Chapter 1. “I Know That He Needs My Help. I Need Your Help Too”: Hargreeves’ Family Trauma (Shane Tilton)
Chapter 2. When everyone is bad: Protagonists, Villain Protagonists, and Morality (Arienne Ferchaud)
Chapter 3. It’s not me, It’s you: Dysfunctional families, childhood trauma, and adult sibling relationships (Jasmine Heyward)
Chapter 4. Finding Hope in a Global Apocalypse (Daniel Kaufmann)
Chapter 5. Five and Dolores: A Meta-Para-Social Relationship (Emory S. Daniel)
Chapter 6. Klaus the Kindly Cult Leader: Humanizing cults and their followers (Kelly Chernin)
Chapter 7. Untitled Chapter about Viktor’s Transition (Sofia Rhea & Laramie Taylor)

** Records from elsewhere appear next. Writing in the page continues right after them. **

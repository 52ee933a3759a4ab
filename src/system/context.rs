use core::any::{type_name, Any, TypeId};
use std::{collections::BTreeMap, sync::Arc};

use crate::{error::Result, Error};

type Resource = Arc<dyn Any + Send + Sync>;

/// Typed registry of shared collaborators handed to systems on
/// initialization.
///
/// At most one value is registered per type. Cloning the context shares the
/// registered values.
#[derive(Default, Clone)]
pub struct Context {
    resources: BTreeMap<TypeId, (Resource, &'static str)>,
}

impl Context {
    pub fn new() -> Self {
        Self::default()
    }

    /// Registers a value, returning the previously registered value of the
    /// same type
    pub fn insert<T: Send + Sync + 'static>(&mut self, value: Arc<T>) -> Option<Arc<T>> {
        let value: Resource = value;
        self.resources
            .insert(TypeId::of::<T>(), (value, type_name::<T>()))
            .and_then(|(old, _)| old.downcast().ok())
    }

    /// Same as [`Self::insert`] for an owned value
    pub fn with<T: Send + Sync + 'static>(mut self, value: T) -> Self {
        self.insert(Arc::new(value));
        self
    }

    pub fn get<T: Send + Sync + 'static>(&self) -> Option<Arc<T>> {
        let (value, _) = self.resources.get(&TypeId::of::<T>())?;
        value.clone().downcast().ok()
    }

    /// Resolves a required collaborator
    pub fn expect<T: Send + Sync + 'static>(&self) -> Result<Arc<T>> {
        self.get().ok_or(Error::MissingResource(type_name::<T>()))
    }

    pub fn remove<T: Send + Sync + 'static>(&mut self) -> Option<Arc<T>> {
        let (value, _) = self.resources.remove(&TypeId::of::<T>())?;
        value.downcast().ok()
    }

    pub fn contains<T: 'static>(&self) -> bool {
        self.resources.contains_key(&TypeId::of::<T>())
    }

    pub fn len(&self) -> usize {
        self.resources.len()
    }

    pub fn is_empty(&self) -> bool {
        self.resources.is_empty()
    }
}

impl core::fmt::Debug for Context {
    fn fmt(&self, f: &mut core::fmt::Formatter<'_>) -> core::fmt::Result {
        f.debug_list()
            .entries(self.resources.values().map(|(_, name)| name))
            .finish()
    }
}
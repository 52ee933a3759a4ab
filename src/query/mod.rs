mod iter;

use std::sync::Arc;

pub use iter::EntityIter;

use crate::{component::key, filter::Filter, ComponentKey, EntityPool};

/// Describes a [`Group`] by the component sets an entity must hold.
///
/// ```
/// use strata::{query::GroupBuilder, Component, EntityBuilder, EntityPool};
///
/// struct Position(f32);
/// impl Component for Position {}
/// struct Hidden;
/// impl Component for Hidden {}
///
/// let pool = EntityPool::new();
/// EntityBuilder::new().set(Position(1.0)).build(&pool);
/// EntityBuilder::new().set(Position(2.0)).set(Hidden).build(&pool);
///
/// let visible = GroupBuilder::new()
///     .with::<Position>()
///     .without::<Hidden>()
///     .build(pool.clone());
///
/// assert_eq!(visible.iter().count(), 1);
/// ```
#[derive(Debug, Default, Clone)]
pub struct GroupBuilder {
    filter: Filter,
}

impl GroupBuilder {
    pub fn new() -> Self {
        Self::default()
    }

    /// Require the component `key`
    pub fn all(mut self, key: ComponentKey) -> Self {
        self.filter = self.filter.all(key);
        self
    }

    /// Require at least one of the keys added with this method
    pub fn one(mut self, key: ComponentKey) -> Self {
        self.filter = self.filter.one(key);
        self
    }

    /// Reject entities holding `key`
    pub fn exclude(mut self, key: ComponentKey) -> Self {
        self.filter = self.filter.exclude(key);
        self
    }

    /// Require `T`
    pub fn with<T: 'static>(self) -> Self {
        self.all(key::<T>())
    }

    /// Require `T` or any other component added through `any_of`
    pub fn any_of<T: 'static>(self) -> Self {
        self.one(key::<T>())
    }

    /// Reject entities holding `T`
    pub fn without<T: 'static>(self) -> Self {
        self.exclude(key::<T>())
    }

    /// Returns true if neither required nor optional components were given.
    ///
    /// Exclusions alone do not constitute a query.
    pub fn is_empty(&self) -> bool {
        self.filter.is_empty()
    }

    pub fn filter(&self) -> &Filter {
        &self.filter
    }

    /// Binds the description to a pool
    pub fn build(self, pool: Arc<EntityPool>) -> Group {
        Group {
            pool,
            filter: self.filter,
        }
    }
}

/// A query bound to a pool.
///
/// Nothing is cached: every call to [`Group::iter`] reflects the pool at the
/// time of iteration.
#[derive(Debug, Clone)]
pub struct Group {
    pool: Arc<EntityPool>,
    filter: Filter,
}

impl Group {
    /// Iterates the matching entities
    pub fn iter(&self) -> EntityIter<'_> {
        self.pool.query(self.filter.clone())
    }

    pub fn pool(&self) -> &Arc<EntityPool> {
        &self.pool
    }

    pub fn filter(&self) -> &Filter {
        &self.filter
    }
}

impl<'a> IntoIterator for &'a Group {
    type Item = crate::EntityRef;
    type IntoIter = EntityIter<'a>;

    fn into_iter(self) -> Self::IntoIter {
        self.iter()
    }
}
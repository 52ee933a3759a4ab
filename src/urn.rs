use core::{fmt, str::FromStr};

use crate::{error::Result, Error};

/// A structured name of the form `module:category#fragment`, optionally
/// suffixed with `:instance` to denote an instance variant.
///
/// The fragment is optional. Equality is field by field.
///
/// ```
/// use strata::Urn;
///
/// let camera: Urn = "engine:entities#camera".parse().unwrap();
/// let second: Urn = "engine:entities#camera:second".parse().unwrap();
///
/// assert_ne!(camera, second);
/// assert!(second.is_of_type(&camera));
/// assert_eq!(second.base(), camera);
/// ```
#[derive(Debug, Clone, PartialEq, Eq, PartialOrd, Ord, Hash)]
pub struct Urn {
    module: String,
    category: String,
    fragment: Option<String>,
    instance: Option<String>,
}

fn is_valid_part(part: &str) -> bool {
    !part.is_empty()
        && part
            .chars()
            .all(|c| c.is_alphanumeric() || matches!(c, '_' | '-' | '.' | '/'))
}

impl Urn {
    /// Construct a urn from its module and category
    pub fn new(module: impl Into<String>, category: impl Into<String>) -> Self {
        Self {
            module: module.into(),
            category: category.into(),
            fragment: None,
            instance: None,
        }
    }

    /// Sets the fragment
    pub fn with_fragment(mut self, fragment: impl Into<String>) -> Self {
        self.fragment = Some(fragment.into());
        self
    }

    /// Sets the instance suffix
    pub fn with_instance(mut self, instance: impl Into<String>) -> Self {
        self.instance = Some(instance.into());
        self
    }

    pub fn module(&self) -> &str {
        &self.module
    }

    pub fn category(&self) -> &str {
        &self.category
    }

    pub fn fragment(&self) -> Option<&str> {
        self.fragment.as_deref()
    }

    pub fn instance(&self) -> Option<&str> {
        self.instance.as_deref()
    }

    /// Returns true if the urn names an instance variant
    pub fn is_instance(&self) -> bool {
        self.instance.is_some()
    }

    /// Returns the urn with the instance suffix stripped
    pub fn base(&self) -> Urn {
        Self {
            instance: None,
            ..self.clone()
        }
    }

    /// Returns true if `self` names `base` or an instance of it.
    ///
    /// The instance suffix of `self` is ignored, `base` must not be an
    /// instance itself.
    pub fn is_of_type(&self, base: &Urn) -> bool {
        !base.is_instance()
            && self.module == base.module
            && self.category == base.category
            && self.fragment == base.fragment
    }
}

impl FromStr for Urn {
    type Err = Error;

    fn from_str(s: &str) -> Result<Self> {
        let invalid = |reason| Error::InvalidUrn(s.to_owned(), reason);

        let (head, tail) = match s.split_once('#') {
            Some((head, tail)) => (head, Some(tail)),
            None => (s, None),
        };

        let mut parts = head.split(':');
        let module = parts.next().ok_or_else(|| invalid("missing module"))?;
        let category = parts.next().ok_or_else(|| invalid("missing category"))?;
        let head_instance = parts.next();

        if parts.next().is_some() {
            return Err(invalid("too many ':' separators"));
        }

        let (fragment, instance) = match (tail, head_instance) {
            (Some(_), Some(_)) => return Err(invalid("instance must follow the fragment")),
            (Some(tail), None) => match tail.split_once(':') {
                Some((fragment, instance)) => (Some(fragment), Some(instance)),
                None => (Some(tail), None),
            },
            (None, instance) => (None, instance),
        };

        for part in [Some(module), Some(category), fragment, instance]
            .into_iter()
            .flatten()
        {
            if !is_valid_part(part) {
                return Err(invalid("empty or malformed segment"));
            }
        }

        Ok(Self {
            module: module.to_owned(),
            category: category.to_owned(),
            fragment: fragment.map(ToOwned::to_owned),
            instance: instance.map(ToOwned::to_owned),
        })
    }
}

impl fmt::Display for Urn {
    fn fmt(&self, f: &mut fmt::Formatter<'_>) -> fmt::Result {
        write!(f, "{}:{}", self.module, self.category)?;
        if let Some(fragment) = &self.fragment {
            write!(f, "#{fragment}")?;
        }
        if let Some(instance) = &self.instance {
            write!(f, ":{instance}")?;
        }

        Ok(())
    }
}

Chapter 8. Morality, perceptions, and expectations in parasocial relationships (Michelle Möri & Andreas Fahr)

Coming Soon

Arienne Ferchaud, PhD is an Assistant Professor in the School of Communication where research focuses broadly on emerging media entertainment from a media psychology perspective. She is interested in how new media technologies change the way users engage with entertainment content. She has a special interest in narrative theory and how new modes of storytelling change how we perceive stories. Her work has been published in journals such as Computers in Human Behavior, Journal of Gaming and Virtual Worlds, Human Communication Research, and Imagination, Cognition and Personality, and her research has been presented at both national and international conferences. She is also the author of Binge and Bingeability: The Antecedents and Consequences of Binge Watching Behavior.